The Better Business Bureau and McAfee, a well-respected security software company, have identified common holiday scams. Here are a few examples:
Phishing emails telling you a FedEx or UPS package couldn't be delivered and instructing you to open an attachment that will tell you how to get the package. Doing so downloads a virus or other malware.
Fraudulent auction sites that victimize people looking for a good deal on gifts or gift cards.
E-greeting cards that supposedly contain a holiday message from a friend. Clicking on them may download malware.
"New friend requests" on social networking sites that actually link to viruses and other malware.
Santa screensavers or holiday ringtones you find on the Internet that link to malware.

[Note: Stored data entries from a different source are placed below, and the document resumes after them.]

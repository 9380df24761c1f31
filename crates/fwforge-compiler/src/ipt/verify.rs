//! Validation stages: family purity and the pre-emission checks.

use crate::context::CompilerContext;
use crate::ipt::services::{proto_of, ProtoGroup};
use crate::pipeline::Stage;
use crate::rule::PolicyRule;
use crate::stages::MapStage;
use fwforge_model::{Family, ObjectId, ObjectKind};

fn service_family(group: &ProtoGroup) -> Option<Family> {
    match group {
        ProtoGroup::Icmp => Some(Family::V4),
        ProtoGroup::Icmp6 => Some(Family::V6),
        _ => None,
    }
}

/// Drop wrong-family services; drop the rule when nothing is left.
pub fn drop_wrong_family_services() -> impl Stage<PolicyRule> {
    MapStage::new("service family", |ctx: &mut CompilerContext, mut rule: PolicyRule, out| {
        if rule.data.srv.is_any() {
            out.push_back(rule);
            return Ok(());
        }
        let family = ctx.family;
        let keep: Vec<ObjectId> = rule
            .data
            .srv
            .items
            .iter()
            .copied()
            .filter(|id| {
                service_family(&proto_of(ctx, *id)).map_or(true, |f| f == family)
            })
            .collect();
        if keep.is_empty() {
            return Ok(());
        }
        rule.data.srv.items = keep;
        out.push_back(rule);
        Ok(())
    })
}

/// Drop rules bound to interfaces with no address in the current family.
/// Dynamic, unnumbered, bridge-port and dedicated-failover interfaces are
/// exempt: their addresses are unknown or irrelevant at compile time.
pub fn drop_wrong_family_interfaces() -> impl Stage<PolicyRule> {
    MapStage::new("interface family", |ctx: &mut CompilerContext, mut rule: PolicyRule, out| {
        if rule.data.itf.is_any() {
            out.push_back(rule);
            return Ok(());
        }
        let family = ctx.family;
        let keep: Vec<ObjectId> = rule
            .data
            .itf
            .items
            .iter()
            .copied()
            .filter(|id| {
                let d = ctx.store.iface_data(*id);
                if d.dynamic || d.unnumbered || d.bridge_port || d.dedicated_failover {
                    return true;
                }
                ctx.store
                    .interface_addresses(*id)
                    .iter()
                    .any(|a| fwforge_model::address::family_of(a) == family)
            })
            .collect();
        if keep.is_empty() {
            ctx.diag.warn(
                &rule.data.label,
                format!(
                    "rule dropped: interface has no {} address",
                    ctx.family.as_str()
                ),
            );
            return Ok(());
        }
        rule.data.itf.items = keep;
        out.push_back(rule);
        Ok(())
    })
}

/// The pre-emission validation battery. Errors attach to the rule and do
/// not stop the pipeline.
pub fn final_checks() -> impl Stage<PolicyRule> {
    MapStage::new("verify", |ctx: &mut CompilerContext, rule: PolicyRule, out| {
        for (slot_name, element) in [("Source", &rule.data.src), ("Destination", &rule.data.dst)] {
            for &id in &element.items {
                let obj = ctx.store.get(id);
                match &obj.kind {
                    ObjectKind::Ipv4Address(a) if a.is_unspecified() => {
                        ctx.diag.error(
                            &rule.data.label,
                            format!("{}: address 0.0.0.0 in '{}' does not match anything", slot_name, obj.name),
                        );
                    }
                    ObjectKind::Network(n) if n.prefix_len() == 0 => {
                        ctx.diag.error(
                            &rule.data.label,
                            format!(
                                "{}: network '{}' with /0 mask; use \"any\" instead",
                                slot_name, obj.name
                            ),
                        );
                    }
                    ObjectKind::Interface(d) if d.unnumbered => {
                        ctx.diag.error(
                            &rule.data.label,
                            format!("{}: unnumbered interface '{}' has no address", slot_name, obj.name),
                        );
                    }
                    ObjectKind::PhysAddress { .. }
                        if rule.aux.chain.as_deref() == Some("OUTPUT") =>
                    {
                        ctx.diag.error(
                            &rule.data.label,
                            "MAC address match cannot be used in the OUTPUT chain",
                        );
                    }
                    _ => {}
                }
                if let Some(err) = &obj.resolve_error {
                    ctx.diag.error(
                        &rule.data.label,
                        format!("object '{}' failed to resolve: {}", obj.name, err),
                    );
                }
            }
        }
        for &id in &rule.data.srv.items {
            if matches!(ctx.store.get(id).kind, ObjectKind::UserService { .. })
                && rule.aux.chain.as_deref() != Some("OUTPUT")
            {
                ctx.diag.error(
                    &rule.data.label,
                    "owner match (user service) only works in the OUTPUT chain",
                );
            }
        }
        out.push_back(rule);
        Ok(())
    })
}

Pop-up boxes that tell you a virus has been detected on your computer and instruct you to download a program that will delete it. At best, this "scareware" won't work; at worst, it will download the virus.
Follow these tips to thwart the grinches who want to steal your holiday joy:
Install the most recent updates for spam filters, anti-virus and anti-spyware software, and a secure firewall on your computer.
Always look for the BBB seal or other well-known trustmarks when shopping online and click on the seal to confirm it's legitimate. When shopping on sites that aren't household names, check the business out with the BBB before you buy.
Beware of websites that don't have a phone number or physical address for the company. If you're shopping on the website, look for refund and privacy policies. If any of this information is missing, shop elsewhere.
When purchasing items on auction websites, check out the site and the seller and always listen to your doubts if the deal doesn't sound legitimate.
Beware of solicitations from charities that you aren't familiar with and don't be misled by sound-alike names. Always research the charity.
Don't click on any links or open any attachments to e-mails until you've confirmed that they're not malicious. E-mail addresses that don't match up, typos and grammatical mistakes are common red flags of a malicious phishing e-mail.
Never pay money upfront to get a job.
Use a credit card to make payment. You'll have more recourse if something goes wrong than if you pay by check or cash. Never wire money as payment.
My final piece of advice is good during the holidays and year-round -- if it sounds too good to be true, it probably is.